EMAS has been promoting low cost technologies for rural water supplies in Bolivia for over 30 years – with considerable success. EMAS technologies comprise manually drilled wells, a locally fabricated pump and rainwater harvesting technologies. EMAS are combining low-cost water supply solutions with a relatively high level of service at the household. Today RWSN publishes an independent assessment of the EMAS technologies. The authors, from the University of South Florida, undertook surveys, semi-structured interviews, sanitary inspections and functionality tests in 86 households.

Please visit to download the publication.

EMAS is the Spanish acronym of the Mobile Water & Sanitation School in Bolivia.  An organisation established, and run by Wolfgang Buchner for over 30 years.  EMAS technologies are counted as contributing to the MDGs and SENSABA; the Bolivian national government agency responsible for rural water supply is a proponent of household water supply technologies in rural areas. Bolivia has a history of developing low-cost water supply technologies, particularly manual driller and handpumps. In fact, an estimated 20,000 manual drillers well systems are being used throughout the country.

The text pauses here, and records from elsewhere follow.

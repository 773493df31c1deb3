//! Bevy application setup

use bevy::prelude::*;
use bevy::winit::WinitSettings;
use bevy_egui::EguiPlugin;
use bookshelf_core::{BookshelfConfig, ShelfSnapshot};
use bookshelf_scene::{BookshelfScenePlugin, ShelfSource};

use crate::snapshot::SnapshotLoaderPlugin;
use crate::ui::UiPlugin;

pub fn run(config: BookshelfConfig, snapshot: Option<ShelfSnapshot>) {
    let mut source = ShelfSource::default();
    if let Some(snapshot) = snapshot {
        source.set(snapshot);
    }

    App::new()
        .insert_resource(WinitSettings::default())
        .add_plugins(DefaultPlugins.set(WindowPlugin {
            primary_window: Some(Window {
                title: "Bookshelf".to_string(),
                canvas: Some("#viewer-canvas".to_string()),
                fit_canvas_to_parent: true,
                // Keep wheel and touch gestures from scrolling the page
                prevent_default_event_handling: true,
                ..default()
            }),
            ..default()
        }))
        // EguiPlugin goes first so the scene plugin can track pointer capture
        .add_plugins(EguiPlugin::default())
        .add_plugins(BookshelfScenePlugin { config })
        .insert_resource(source)
        .add_plugins(SnapshotLoaderPlugin)
        .add_plugins(UiPlugin)
        .run();
}
//! OAuth 1.0a request signing (HMAC-SHA1, user context).
//!
//! Only the `oauth_*` parameters and any query/form parameters passed in
//! take part in the signature. JSON and multipart bodies are not signed.

use crate::config::TwitterCredentials;
use base64::Engine;
use base64::engine::general_purpose::STANDARD;
use hmac::{Hmac, Mac};
use rand::Rng;
use rand::distr::Alphanumeric;
use sha1::Sha1;
use std::time::{SystemTime, UNIX_EPOCH};

type HmacSha1 = Hmac<Sha1>;

const SIGNATURE_METHOD: &str = "HMAC-SHA1";
const VERSION: &str = "1.0";

/// RFC 3986 percent-encoding: everything but `A-Z a-z 0-9 - . _ ~`.
fn encode(value: &str) -> String {
    urlencoding::encode(value).into_owned()
}

/// Per-request values that are random or time-dependent.
#[derive(Debug, Clone)]
pub struct Nonce {
    pub nonce: String,
    pub timestamp: u64,
}

impl Nonce {
    pub fn generate() -> Self {
        let nonce = rand::rng()
            .sample_iter(&Alphanumeric)
            .take(32)
            .map(char::from)
            .collect();
        let timestamp = SystemTime::now()
            .duration_since(UNIX_EPOCH)
            .map(|d| d.as_secs())
            .unwrap_or(0);
        Self { nonce, timestamp }
    }
}

/// `METHOD&url&params`, each part percent-encoded, params sorted.
pub fn signature_base_string(method: &str, url: &str, params: &[(String, String)]) -> String {
    let mut encoded: Vec<(String, String)> = params
        .iter()
        .map(|(k, v)| (encode(k), encode(v)))
        .collect();
    encoded.sort();
    let joined = encoded
        .iter()
        .map(|(k, v)| format!("{k}={v}"))
        .collect::<Vec<_>>()
        .join("&");

    format!(
        "{}&{}&{}",
        method.to_ascii_uppercase(),
        encode(url),
        encode(&joined)
    )
}

/// Base64 HMAC-SHA1 of the base string, keyed with both secrets.
pub fn signature(
    method: &str,
    url: &str,
    params: &[(String, String)],
    consumer_secret: &str,
    token_secret: &str,
) -> Result<String, String> {
    let key = format!("{}&{}", encode(consumer_secret), encode(token_secret));
    let mut mac = HmacSha1::new_from_slice(key.as_bytes()).map_err(|e| e.to_string())?;
    mac.update(signature_base_string(method, url, params).as_bytes());
    Ok(STANDARD.encode(mac.finalize().into_bytes()))
}

/// Build the `Authorization` header value for one request.
///
/// `extra_params` are query or form parameters that travel with the request.
pub fn authorization_header(
    credentials: &TwitterCredentials,
    method: &str,
    url: &str,
    extra_params: &[(&str, &str)],
    nonce: &Nonce,
) -> Result<String, String> {
    let timestamp = nonce.timestamp.to_string();
    let mut oauth_params: Vec<(String, String)> = vec![
        ("oauth_consumer_key".into(), credentials.api_key.expose().into()),
        ("oauth_nonce".into(), nonce.nonce.clone()),
        ("oauth_signature_method".into(), SIGNATURE_METHOD.into()),
        ("oauth_timestamp".into(), timestamp),
        ("oauth_token".into(), credentials.access_token.expose().into()),
        ("oauth_version".into(), VERSION.into()),
    ];

    let mut signed = oauth_params.clone();
    signed.extend(
        extra_params
            .iter()
            .map(|(k, v)| (k.to_string(), v.to_string())),
    );
    let sig = signature(
        method,
        url,
        &signed,
        credentials.api_key_secret.expose(),
        credentials.access_token_secret.expose(),
    )?;

    oauth_params.push(("oauth_signature".into(), sig));
    oauth_params.sort();
    let fields = oauth_params
        .iter()
        .map(|(k, v)| format!("{}=\"{}\"", encode(k), encode(v)))
        .collect::<Vec<_>>()
        .join(", ");
    Ok(format!("OAuth {fields}"))
}
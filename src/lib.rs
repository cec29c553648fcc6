//! # Sat Cities
//!
//! A scheduled bot that posts a satellite view of a random city. Each run
//! picks a city that has never been posted, downloads a Mapbox satellite tile
//! for its coordinates, derives a sharpened primary image plus a closer zoom
//! image, and posts both to X/Twitter as a post and a threaded reply.
//!
//! # Architecture: One Sequential Run
//!
//! ```text
//! cities.csv ─┐
//!             ├─ pick ─ fetch tile ─ derive primary + zoom ─ mark used ─ post ─ reply
//! used.txt ───┘
//! ```
//!
//! Every collaborator with side effects sits behind a trait
//! ([`selection::UsedIdStore`], [`map::MapSource`], [`publish::SocialApi`]),
//! so [`run::run_once`] is exercised end-to-end in tests with in-memory fakes
//! and synthetic tiles.
//!
//! # Module Map
//!
//! | Module | Role |
//! |--------|------|
//! | [`dataset`] | Loads candidate cities from CSV |
//! | [`selection`] | Used-id persistence and uniform random choice among unused cities |
//! | [`map`] | Mapbox Static Images URL building and download |
//! | [`imaging`] | Pure-Rust derivation of the primary and zoom JPEGs |
//! | [`publish`] | Caption text and the post + reply sequence over [`publish::SocialApi`] |
//! | [`oauth`] | OAuth 1.0a HMAC-SHA1 request signing |
//! | [`twitter`] | X/Twitter HTTP implementation of [`publish::SocialApi`] |
//! | [`run`] | The run sequence and its error type |
//! | [`config`] | `bot.toml` loading, merging and validation; credentials from the environment |
//! | [`output`] | CLI output formatting for run, check and preview |
//!
//! # Design Decisions
//!
//! ## Mark Before Posting
//!
//! A city is appended to `used.txt` once its images exist and before the
//! first API call to X. If posting fails the city is gone for good. The
//! alternative, marking after a successful post, can double-post a city
//! when the reply fails and the run is retried.
//!
//! ## In-Memory Images
//!
//! Derived JPEGs never touch the disk unless asked (`run --save-dir`,
//! `preview`). A scheduled job leaves nothing behind but the used-id file.
//!
//! ## Secrets Only From the Environment
//!
//! `bot.toml` rejects unknown keys, so a token pasted into it is an error
//! rather than a silently committed secret. Credentials come from the
//! process environment or a `.env` file.

pub mod config;
pub mod dataset;
pub mod imaging;
pub mod map;
pub mod oauth;
pub mod output;
pub mod publish;
pub mod run;
pub mod selection;
pub mod twitter;

#[cfg(test)]
pub(crate) mod test_helpers;
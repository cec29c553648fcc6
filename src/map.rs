//! Satellite tile download from the Mapbox Static Images API.
//!
//! ```text
//! GET {base_url}/styles/v1/{style}/static/{lon},{lat},{zoom},{bearing},{pitch}/{size}?access_token=…
//! ```
//!
//! The token is part of the query string, so every URL that reaches a log
//! line goes through [`redact_token`] first. Transport errors are stripped
//! of their URL before they leave [`MapboxClient::fetch`].

use crate::config::{MapConfig, Secret};
use crate::dataset::CityRecord;
use reqwest::blocking::Client;
use std::time::Duration;
use thiserror::Error;
use tracing::{debug, info};

#[derive(Error, Debug)]
pub enum FetchError {
    #[error("Map request failed: {0}")]
    Http(#[from] reqwest::Error),
    #[error("Map request returned {status}: {body}")]
    Status { status: u16, body: String },
}

/// Anything that can produce the raw image bytes for a city.
pub trait MapSource {
    fn fetch(&self, city: &CityRecord) -> Result<Vec<u8>, FetchError>;
}

/// Build the static image URL for `city`.
pub fn static_image_url(config: &MapConfig, city: &CityRecord, token: &str) -> String {
    format!(
        "{}/styles/v1/{}/static/{},{},{},{},{}/{}?access_token={}",
        config.base_url.trim_end_matches('/'),
        config.style,
        city.longitude,
        city.latitude,
        config.zoom,
        config.bearing,
        config.pitch,
        config.size,
        urlencoding::encode(token),
    )
}

/// Replace the `access_token` query value with `***`.
pub fn redact_token(url: &str) -> String {
    match url.split_once("access_token=") {
        Some((head, tail)) => {
            let rest = tail.find('&').map(|i| &tail[i..]).unwrap_or("");
            format!("{head}access_token=***{rest}")
        }
        None => url.to_string(),
    }
}

/// `reqwest` errors print the request URL, token included.
fn without_url(e: reqwest::Error) -> FetchError {
    FetchError::Http(e.without_url())
}

/// Blocking Mapbox client with a bounded download time.
pub struct MapboxClient {
    client: Client,
    config: MapConfig,
    token: Secret,
}

impl MapboxClient {
    pub fn new(config: MapConfig, token: Secret) -> Result<Self, FetchError> {
        let client = Client::builder()
            .timeout(Duration::from_secs(config.timeout_secs))
            .build()?;
        Ok(Self {
            client,
            config,
            token,
        })
    }
}

impl MapSource for MapboxClient {
    fn fetch(&self, city: &CityRecord) -> Result<Vec<u8>, FetchError> {
        let url = static_image_url(&self.config, city, self.token.expose());
        info!(url = %redact_token(&url), "Requesting satellite image");

        let response = self.client.get(&url).send().map_err(without_url)?;
        let status = response.status();
        if status != reqwest::StatusCode::OK {
            let body = response.text().unwrap_or_default();
            return Err(FetchError::Status {
                status: status.as_u16(),
                body,
            });
        }

        let bytes = response.bytes().map_err(without_url)?;
        debug!(bytes = bytes.len(), "Satellite image downloaded");
        Ok(bytes.to_vec())
    }
}
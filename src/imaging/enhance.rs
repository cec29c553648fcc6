//! Pixel enhancement filters applied after every resize.
//!
//! `image::imageops::unsharpen` only takes a sigma and a threshold (amount is
//! fixed at 1×), so the unsharp mask here adds the percent knob on top of the
//! crate's Gaussian blur. Contrast scales every channel around the mean luma
//! of the image, which keeps overall brightness stable while spreading tones.

use super::params::Sharpening;
use image::RgbImage;
use image::imageops;

/// Sharpen by adding back `percent`% of the difference to a blurred copy.
///
/// Channels whose difference is below `threshold` are left untouched, which
/// keeps flat areas (water, fields) free of amplified noise.
pub fn unsharp_mask(img: &RgbImage, sharpening: Sharpening) -> RgbImage {
    if sharpening.percent == 0 || sharpening.radius <= 0.0 {
        return img.clone();
    }

    let blurred = imageops::blur(img, sharpening.radius);
    let amount = sharpening.percent as f32 / 100.0;
    let threshold = i32::from(sharpening.threshold);

    let mut out = img.clone();
    for (dst, soft) in out.pixels_mut().zip(blurred.pixels()) {
        for (channel, &soft_value) in dst.0.iter_mut().zip(soft.0.iter()) {
            let diff = i32::from(*channel) - i32::from(soft_value);
            if diff.abs() >= threshold {
                let sharpened = f32::from(*channel) + diff as f32 * amount;
                *channel = sharpened.round().clamp(0.0, 255.0) as u8;
            }
        }
    }
    out
}

/// Mean luma of the image (ITU-R 601 weights), rounded to the nearest level.
pub fn mean_luma(img: &RgbImage) -> u8 {
    let pixel_count = u64::from(img.width()) * u64::from(img.height());
    if pixel_count == 0 {
        return 0;
    }
    let total: u64 = img
        .pixels()
        .map(|p| {
            let [r, g, b] = p.0;
            (u64::from(r) * 299 + u64::from(g) * 587 + u64::from(b) * 114) / 1000
        })
        .sum();
    ((total as f64 / pixel_count as f64) + 0.5).floor() as u8
}

/// Scale each channel away from (factor > 1) or toward (factor < 1) the mean luma.
pub fn adjust_contrast(img: &RgbImage, factor: f32) -> RgbImage {
    if factor == 1.0 {
        return img.clone();
    }

    let mean = f32::from(mean_luma(img));
    let mut out = img.clone();
    for pixel in out.pixels_mut() {
        for channel in pixel.0.iter_mut() {
            let value = mean + (f32::from(*channel) - mean) * factor;
            *channel = value.round().clamp(0.0, 255.0) as u8;
        }
    }
    out
}

/// One full enhancement pass: unsharp mask, then contrast.
pub fn enhance(img: &RgbImage, sharpening: Sharpening, contrast: f32) -> RgbImage {
    adjust_contrast(&unsharp_mask(img, sharpening), contrast)
}
pub fn mapbox_token_from_lookup(
    lookup: impl Fn(&str) -> Option<String>,
) -> Result<Secret, ConfigError> {
    let mut env = EnvReader::new(lookup);
    let token = env.require(MAPBOX_TOKEN);
    env.finish(token)
}

/// Load `.env` values into the process environment.
///
/// An explicit path must exist; the implicit `.env` lookup is best-effort.
pub fn load_env_file(path: Option<&Path>) -> Result<(), ConfigError> {
    match path {
        Some(path) => dotenvy::from_path(path)?,
        None => {
            dotenvy::dotenv().ok();
        }
    }
    Ok(())
}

The flexi-pump is a simple design comprising PVC, glass play marbles and rubber, thus allowing it to me fabricated by local technicians. The fact that the pump can collect water from significant depths to a tank above the ground is a key selling point.  It is meant one to 6 families. The pump is reported to cost US$ 30 to 45 (excluding the drilling). As you start to ask questions about its longevity, the research found that only one of the pumps of the 79 surveyed was non-operational. It was noted that after 11 years of operation, some pumps were working less than optimally. Repairs can and are undertaken locally.  Some people prefer the Baptist pump due to its higher flow rates.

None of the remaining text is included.